What needs to be done: The expected answer is the set of lines in the data below between the line holding "filename farescout-core/src/geo.rs" and the line holding "const CRUISE_SPEED_KMH: f64 = 800.0;", inclusive, written out exactly.

Stored data
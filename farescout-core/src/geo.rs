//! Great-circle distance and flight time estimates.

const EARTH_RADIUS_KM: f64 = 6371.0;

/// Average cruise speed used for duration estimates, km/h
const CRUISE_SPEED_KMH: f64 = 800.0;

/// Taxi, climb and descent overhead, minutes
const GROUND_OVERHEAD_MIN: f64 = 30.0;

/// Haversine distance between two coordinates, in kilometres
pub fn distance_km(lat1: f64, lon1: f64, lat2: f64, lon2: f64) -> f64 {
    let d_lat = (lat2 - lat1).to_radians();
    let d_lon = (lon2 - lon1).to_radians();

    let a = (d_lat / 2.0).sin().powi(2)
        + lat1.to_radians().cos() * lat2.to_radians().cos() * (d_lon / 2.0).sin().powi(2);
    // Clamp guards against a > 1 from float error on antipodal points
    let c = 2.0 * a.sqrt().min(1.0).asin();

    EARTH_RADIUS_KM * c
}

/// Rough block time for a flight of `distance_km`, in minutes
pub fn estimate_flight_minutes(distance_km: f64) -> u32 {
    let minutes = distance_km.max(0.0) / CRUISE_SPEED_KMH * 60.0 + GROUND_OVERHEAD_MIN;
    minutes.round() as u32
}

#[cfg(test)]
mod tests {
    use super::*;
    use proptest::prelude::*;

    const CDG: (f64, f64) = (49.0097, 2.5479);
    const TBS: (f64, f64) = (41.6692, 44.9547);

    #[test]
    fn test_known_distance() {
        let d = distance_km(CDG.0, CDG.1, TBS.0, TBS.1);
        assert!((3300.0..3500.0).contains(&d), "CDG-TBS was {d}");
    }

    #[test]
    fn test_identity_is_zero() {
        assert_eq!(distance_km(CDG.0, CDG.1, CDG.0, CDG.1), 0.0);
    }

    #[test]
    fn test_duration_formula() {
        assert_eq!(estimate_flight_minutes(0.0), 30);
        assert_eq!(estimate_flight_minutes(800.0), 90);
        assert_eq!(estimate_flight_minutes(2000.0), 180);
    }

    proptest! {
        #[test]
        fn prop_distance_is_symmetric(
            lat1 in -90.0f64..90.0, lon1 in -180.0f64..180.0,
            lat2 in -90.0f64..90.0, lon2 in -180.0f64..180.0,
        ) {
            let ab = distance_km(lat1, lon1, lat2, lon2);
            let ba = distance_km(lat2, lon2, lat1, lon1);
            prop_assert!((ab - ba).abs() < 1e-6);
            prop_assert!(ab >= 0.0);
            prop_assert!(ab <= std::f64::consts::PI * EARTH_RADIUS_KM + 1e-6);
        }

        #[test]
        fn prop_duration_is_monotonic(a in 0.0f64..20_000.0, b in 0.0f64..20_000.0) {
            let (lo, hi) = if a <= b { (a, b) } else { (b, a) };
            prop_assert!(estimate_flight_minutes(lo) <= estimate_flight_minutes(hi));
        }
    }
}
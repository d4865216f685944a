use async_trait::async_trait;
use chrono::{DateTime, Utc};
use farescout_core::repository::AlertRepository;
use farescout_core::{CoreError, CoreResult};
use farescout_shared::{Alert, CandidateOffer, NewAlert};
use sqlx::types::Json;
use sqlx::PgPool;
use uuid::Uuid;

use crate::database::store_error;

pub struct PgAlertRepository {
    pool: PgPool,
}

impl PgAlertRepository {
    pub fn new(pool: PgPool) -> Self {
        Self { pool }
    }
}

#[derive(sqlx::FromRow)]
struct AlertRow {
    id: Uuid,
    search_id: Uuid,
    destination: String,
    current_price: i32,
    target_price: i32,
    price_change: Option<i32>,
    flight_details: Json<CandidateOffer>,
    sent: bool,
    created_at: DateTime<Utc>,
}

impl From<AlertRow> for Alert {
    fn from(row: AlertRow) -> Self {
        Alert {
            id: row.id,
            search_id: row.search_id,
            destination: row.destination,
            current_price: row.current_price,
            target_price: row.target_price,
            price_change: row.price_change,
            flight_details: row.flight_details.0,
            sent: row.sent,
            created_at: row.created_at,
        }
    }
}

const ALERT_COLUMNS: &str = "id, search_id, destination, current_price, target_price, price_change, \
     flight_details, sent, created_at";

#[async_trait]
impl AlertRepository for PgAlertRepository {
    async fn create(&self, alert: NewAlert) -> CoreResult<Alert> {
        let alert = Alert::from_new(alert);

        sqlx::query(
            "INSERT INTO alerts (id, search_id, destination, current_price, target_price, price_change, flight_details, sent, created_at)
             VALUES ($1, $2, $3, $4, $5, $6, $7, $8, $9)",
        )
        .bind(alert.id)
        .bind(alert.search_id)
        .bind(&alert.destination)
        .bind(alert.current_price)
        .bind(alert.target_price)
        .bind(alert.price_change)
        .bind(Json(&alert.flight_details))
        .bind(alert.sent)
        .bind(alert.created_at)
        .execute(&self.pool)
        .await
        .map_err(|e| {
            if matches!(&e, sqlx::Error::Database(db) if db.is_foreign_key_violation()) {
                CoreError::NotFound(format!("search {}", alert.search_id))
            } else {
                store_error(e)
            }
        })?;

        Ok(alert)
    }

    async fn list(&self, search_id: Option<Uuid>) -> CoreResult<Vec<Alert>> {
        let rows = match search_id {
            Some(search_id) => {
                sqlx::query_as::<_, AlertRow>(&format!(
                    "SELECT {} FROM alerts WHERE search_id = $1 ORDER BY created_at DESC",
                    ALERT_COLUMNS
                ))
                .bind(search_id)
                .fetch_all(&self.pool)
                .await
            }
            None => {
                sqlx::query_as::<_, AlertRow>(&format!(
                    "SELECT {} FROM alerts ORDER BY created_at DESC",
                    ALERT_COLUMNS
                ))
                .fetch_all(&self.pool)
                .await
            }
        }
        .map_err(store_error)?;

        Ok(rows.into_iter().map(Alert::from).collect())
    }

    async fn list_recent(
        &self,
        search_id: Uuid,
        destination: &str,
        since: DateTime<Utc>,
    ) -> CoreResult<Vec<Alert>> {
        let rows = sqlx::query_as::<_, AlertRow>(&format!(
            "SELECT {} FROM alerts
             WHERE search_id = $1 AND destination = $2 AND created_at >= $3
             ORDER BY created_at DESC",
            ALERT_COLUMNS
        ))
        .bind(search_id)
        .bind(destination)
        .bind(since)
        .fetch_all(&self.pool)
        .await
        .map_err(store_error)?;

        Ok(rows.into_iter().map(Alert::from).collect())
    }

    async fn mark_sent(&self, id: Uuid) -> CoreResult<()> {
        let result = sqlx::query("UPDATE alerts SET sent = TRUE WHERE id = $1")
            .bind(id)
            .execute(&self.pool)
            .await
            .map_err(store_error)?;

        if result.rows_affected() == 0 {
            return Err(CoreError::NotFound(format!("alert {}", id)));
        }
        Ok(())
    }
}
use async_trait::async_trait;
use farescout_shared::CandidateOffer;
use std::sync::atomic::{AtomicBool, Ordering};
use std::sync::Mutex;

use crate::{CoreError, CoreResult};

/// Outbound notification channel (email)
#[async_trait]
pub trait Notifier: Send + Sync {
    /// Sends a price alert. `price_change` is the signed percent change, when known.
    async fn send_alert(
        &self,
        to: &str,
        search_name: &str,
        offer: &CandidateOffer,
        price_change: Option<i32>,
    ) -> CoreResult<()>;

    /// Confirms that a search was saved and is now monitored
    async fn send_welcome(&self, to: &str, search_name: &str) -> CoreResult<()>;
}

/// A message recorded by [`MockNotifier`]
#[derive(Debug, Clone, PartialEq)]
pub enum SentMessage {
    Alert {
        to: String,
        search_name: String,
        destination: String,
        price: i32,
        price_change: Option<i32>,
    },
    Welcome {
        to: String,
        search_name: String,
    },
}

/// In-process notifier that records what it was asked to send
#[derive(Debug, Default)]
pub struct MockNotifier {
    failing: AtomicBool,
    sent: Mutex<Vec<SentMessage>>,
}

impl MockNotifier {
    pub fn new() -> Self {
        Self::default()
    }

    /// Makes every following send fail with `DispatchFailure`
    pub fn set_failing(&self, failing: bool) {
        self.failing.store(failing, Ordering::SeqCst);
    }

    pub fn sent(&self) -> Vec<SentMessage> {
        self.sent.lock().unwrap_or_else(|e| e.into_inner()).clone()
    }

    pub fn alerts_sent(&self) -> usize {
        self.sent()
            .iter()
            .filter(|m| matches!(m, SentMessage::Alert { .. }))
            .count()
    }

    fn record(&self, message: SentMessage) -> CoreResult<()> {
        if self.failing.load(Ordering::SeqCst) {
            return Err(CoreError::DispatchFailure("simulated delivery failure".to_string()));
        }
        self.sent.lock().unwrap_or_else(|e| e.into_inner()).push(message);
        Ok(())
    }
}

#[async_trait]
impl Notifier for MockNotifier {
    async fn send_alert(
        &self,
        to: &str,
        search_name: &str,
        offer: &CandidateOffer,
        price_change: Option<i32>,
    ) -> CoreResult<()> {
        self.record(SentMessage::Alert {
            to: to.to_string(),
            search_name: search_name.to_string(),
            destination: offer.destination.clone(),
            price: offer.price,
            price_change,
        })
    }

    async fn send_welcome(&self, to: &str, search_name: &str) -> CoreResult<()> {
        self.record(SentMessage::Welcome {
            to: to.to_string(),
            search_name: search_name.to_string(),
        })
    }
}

==

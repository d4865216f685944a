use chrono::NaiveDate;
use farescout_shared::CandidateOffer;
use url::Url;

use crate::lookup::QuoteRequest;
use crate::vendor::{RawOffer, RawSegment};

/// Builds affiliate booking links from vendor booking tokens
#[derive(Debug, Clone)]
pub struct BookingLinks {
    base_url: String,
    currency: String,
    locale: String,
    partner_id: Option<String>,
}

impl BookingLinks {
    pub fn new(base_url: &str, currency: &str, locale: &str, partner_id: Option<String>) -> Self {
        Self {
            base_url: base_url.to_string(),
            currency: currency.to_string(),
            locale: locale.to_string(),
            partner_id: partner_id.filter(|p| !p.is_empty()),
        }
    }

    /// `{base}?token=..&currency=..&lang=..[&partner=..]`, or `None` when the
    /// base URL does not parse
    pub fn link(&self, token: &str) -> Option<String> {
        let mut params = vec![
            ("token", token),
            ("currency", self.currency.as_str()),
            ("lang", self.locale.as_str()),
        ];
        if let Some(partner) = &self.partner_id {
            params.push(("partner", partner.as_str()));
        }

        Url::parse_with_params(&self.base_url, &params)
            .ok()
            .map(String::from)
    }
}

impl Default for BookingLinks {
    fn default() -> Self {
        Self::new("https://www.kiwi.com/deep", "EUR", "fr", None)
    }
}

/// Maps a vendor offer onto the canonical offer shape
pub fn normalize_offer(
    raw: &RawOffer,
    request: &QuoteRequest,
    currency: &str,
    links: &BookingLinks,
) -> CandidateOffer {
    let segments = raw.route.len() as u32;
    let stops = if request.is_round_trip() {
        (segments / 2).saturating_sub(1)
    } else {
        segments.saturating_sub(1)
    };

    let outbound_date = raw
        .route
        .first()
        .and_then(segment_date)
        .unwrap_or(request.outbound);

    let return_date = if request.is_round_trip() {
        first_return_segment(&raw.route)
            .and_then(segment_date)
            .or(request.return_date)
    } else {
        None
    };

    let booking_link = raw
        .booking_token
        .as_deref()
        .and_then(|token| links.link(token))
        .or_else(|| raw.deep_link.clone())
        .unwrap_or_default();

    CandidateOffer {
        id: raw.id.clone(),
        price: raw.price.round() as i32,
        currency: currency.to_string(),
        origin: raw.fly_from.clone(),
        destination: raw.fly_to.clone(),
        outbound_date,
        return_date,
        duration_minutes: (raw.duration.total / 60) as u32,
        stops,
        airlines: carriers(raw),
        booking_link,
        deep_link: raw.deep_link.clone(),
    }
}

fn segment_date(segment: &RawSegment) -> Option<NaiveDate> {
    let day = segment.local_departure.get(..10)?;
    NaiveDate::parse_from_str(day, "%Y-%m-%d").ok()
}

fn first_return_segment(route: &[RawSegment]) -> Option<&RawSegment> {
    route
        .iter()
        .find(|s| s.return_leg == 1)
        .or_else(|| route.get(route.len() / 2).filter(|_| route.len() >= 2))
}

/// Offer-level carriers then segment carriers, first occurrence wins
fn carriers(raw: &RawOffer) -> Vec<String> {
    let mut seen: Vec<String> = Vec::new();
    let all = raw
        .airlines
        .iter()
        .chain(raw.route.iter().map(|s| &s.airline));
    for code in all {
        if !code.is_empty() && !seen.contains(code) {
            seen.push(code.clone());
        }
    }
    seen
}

--

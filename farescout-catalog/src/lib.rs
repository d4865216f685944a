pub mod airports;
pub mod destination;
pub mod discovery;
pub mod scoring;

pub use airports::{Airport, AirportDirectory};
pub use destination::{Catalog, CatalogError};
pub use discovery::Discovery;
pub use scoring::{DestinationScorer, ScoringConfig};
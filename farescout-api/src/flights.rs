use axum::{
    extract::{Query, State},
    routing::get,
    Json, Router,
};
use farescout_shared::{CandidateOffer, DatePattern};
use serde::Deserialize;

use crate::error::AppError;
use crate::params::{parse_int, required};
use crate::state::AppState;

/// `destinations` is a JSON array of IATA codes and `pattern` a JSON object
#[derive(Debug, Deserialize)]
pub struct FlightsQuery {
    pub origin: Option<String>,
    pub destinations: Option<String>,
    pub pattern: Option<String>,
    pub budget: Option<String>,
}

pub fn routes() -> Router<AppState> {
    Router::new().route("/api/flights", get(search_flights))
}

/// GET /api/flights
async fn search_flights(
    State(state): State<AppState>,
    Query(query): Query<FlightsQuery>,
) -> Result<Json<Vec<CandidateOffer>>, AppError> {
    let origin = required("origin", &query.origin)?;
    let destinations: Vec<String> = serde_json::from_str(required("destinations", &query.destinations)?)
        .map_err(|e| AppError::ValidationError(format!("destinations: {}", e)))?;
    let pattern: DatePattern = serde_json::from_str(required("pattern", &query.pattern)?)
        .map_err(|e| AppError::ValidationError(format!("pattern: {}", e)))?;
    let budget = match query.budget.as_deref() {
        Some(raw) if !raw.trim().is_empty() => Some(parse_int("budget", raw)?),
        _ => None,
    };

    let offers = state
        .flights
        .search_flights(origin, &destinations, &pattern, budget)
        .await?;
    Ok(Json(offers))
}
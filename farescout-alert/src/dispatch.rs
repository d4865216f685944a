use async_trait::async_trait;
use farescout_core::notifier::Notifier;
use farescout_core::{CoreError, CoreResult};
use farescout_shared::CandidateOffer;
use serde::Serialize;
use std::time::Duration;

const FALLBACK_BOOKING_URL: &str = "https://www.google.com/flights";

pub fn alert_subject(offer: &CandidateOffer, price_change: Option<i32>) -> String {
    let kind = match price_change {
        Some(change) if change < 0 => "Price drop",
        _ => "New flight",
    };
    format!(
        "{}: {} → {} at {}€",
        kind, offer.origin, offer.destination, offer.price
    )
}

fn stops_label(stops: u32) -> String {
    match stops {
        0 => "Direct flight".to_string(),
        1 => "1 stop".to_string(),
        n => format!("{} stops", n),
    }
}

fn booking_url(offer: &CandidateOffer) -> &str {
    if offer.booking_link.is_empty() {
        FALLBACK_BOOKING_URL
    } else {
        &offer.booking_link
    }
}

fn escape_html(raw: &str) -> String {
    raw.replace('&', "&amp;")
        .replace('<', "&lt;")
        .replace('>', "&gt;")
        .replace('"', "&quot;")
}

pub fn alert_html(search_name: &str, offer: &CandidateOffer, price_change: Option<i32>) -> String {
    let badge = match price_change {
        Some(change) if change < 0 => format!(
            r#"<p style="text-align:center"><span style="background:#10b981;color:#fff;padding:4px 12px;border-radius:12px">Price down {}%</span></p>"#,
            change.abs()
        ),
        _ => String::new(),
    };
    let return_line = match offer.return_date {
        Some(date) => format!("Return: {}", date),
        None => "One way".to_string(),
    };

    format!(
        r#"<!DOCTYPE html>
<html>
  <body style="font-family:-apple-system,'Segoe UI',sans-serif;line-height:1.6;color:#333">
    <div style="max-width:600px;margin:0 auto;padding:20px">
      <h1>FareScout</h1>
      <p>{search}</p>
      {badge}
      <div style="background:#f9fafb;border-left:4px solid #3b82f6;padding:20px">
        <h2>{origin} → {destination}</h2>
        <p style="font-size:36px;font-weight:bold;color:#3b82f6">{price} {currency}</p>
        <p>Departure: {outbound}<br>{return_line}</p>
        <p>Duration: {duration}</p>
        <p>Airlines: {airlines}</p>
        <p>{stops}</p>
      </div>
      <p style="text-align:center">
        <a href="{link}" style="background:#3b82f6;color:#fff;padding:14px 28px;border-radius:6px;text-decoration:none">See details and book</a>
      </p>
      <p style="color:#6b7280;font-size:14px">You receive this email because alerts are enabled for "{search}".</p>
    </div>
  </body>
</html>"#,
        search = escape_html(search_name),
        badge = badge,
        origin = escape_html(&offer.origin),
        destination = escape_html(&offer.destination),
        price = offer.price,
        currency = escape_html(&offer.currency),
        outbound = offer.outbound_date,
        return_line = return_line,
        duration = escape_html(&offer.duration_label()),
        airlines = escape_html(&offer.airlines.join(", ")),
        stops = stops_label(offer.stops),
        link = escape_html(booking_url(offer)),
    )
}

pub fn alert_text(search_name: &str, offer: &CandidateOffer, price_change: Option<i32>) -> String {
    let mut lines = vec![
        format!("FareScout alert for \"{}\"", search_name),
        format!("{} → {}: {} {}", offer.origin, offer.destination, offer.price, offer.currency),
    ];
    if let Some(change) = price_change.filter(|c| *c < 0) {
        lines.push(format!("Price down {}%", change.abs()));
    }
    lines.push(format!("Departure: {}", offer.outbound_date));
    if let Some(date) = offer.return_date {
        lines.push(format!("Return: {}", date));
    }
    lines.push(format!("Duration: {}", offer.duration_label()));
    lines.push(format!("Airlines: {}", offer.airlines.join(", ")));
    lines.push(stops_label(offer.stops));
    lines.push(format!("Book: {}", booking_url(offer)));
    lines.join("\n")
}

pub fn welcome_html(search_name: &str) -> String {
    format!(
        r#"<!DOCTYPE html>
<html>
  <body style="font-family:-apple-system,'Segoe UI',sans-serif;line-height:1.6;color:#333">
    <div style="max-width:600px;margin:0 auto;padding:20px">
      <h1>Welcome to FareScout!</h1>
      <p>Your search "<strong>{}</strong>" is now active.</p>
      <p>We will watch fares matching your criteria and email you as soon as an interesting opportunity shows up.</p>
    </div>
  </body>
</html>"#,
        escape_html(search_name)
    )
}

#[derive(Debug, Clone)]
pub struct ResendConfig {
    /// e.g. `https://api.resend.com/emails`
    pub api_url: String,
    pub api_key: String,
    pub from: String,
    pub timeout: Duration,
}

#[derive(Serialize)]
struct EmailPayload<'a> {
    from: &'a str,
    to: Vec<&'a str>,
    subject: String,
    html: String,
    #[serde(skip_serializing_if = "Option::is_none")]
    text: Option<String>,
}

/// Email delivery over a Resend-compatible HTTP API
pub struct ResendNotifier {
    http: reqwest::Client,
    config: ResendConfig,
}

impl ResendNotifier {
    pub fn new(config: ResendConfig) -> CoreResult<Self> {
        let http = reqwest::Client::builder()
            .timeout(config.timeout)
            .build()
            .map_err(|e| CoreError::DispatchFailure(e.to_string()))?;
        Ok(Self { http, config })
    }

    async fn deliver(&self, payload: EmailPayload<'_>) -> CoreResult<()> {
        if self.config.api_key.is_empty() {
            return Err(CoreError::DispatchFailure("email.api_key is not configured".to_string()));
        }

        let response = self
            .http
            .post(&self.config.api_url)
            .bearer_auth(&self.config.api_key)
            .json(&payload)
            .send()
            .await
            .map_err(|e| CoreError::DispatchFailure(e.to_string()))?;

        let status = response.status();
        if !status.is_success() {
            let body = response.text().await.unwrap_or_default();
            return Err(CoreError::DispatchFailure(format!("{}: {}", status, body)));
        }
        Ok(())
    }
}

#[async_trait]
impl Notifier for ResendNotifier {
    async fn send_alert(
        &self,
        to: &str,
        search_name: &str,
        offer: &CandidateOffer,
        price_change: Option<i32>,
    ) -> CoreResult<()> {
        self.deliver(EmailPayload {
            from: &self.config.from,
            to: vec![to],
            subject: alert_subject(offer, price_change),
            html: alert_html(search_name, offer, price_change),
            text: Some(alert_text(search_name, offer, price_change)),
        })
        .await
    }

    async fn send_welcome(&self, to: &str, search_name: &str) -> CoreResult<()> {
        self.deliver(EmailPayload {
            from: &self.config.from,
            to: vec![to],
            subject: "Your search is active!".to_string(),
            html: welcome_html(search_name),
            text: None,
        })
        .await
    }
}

Task solution:
filename farescout-core/src/geo.rs
//! Great-circle distance and flight time estimates.

const EARTH_RADIUS_KM: f64 = 6371.0;

/// Average cruise speed used for duration estimates, km/h
const CRUISE_SPEED_KMH: f64 = 800.0;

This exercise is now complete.